Restate word for word the line containing "pub mod contact;" and all remaining lines of the entries below.

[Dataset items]
- - -

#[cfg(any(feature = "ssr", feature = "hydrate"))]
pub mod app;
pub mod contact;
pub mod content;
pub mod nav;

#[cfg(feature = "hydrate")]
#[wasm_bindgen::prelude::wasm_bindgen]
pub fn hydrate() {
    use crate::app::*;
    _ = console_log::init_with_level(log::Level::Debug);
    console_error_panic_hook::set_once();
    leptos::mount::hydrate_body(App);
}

- - -

- _Answer for this exercise_
pub mod contact;
pub mod content;
pub mod nav;

#[cfg(feature = "hydrate")]
#[wasm_bindgen::prelude::wasm_bindgen]
pub fn hydrate() {
    use crate::app::*;
    _ = console_log::init_with_level(log::Level::Debug);
    console_error_panic_hook::set_once();
    leptos::mount::hydrate_body(App);
}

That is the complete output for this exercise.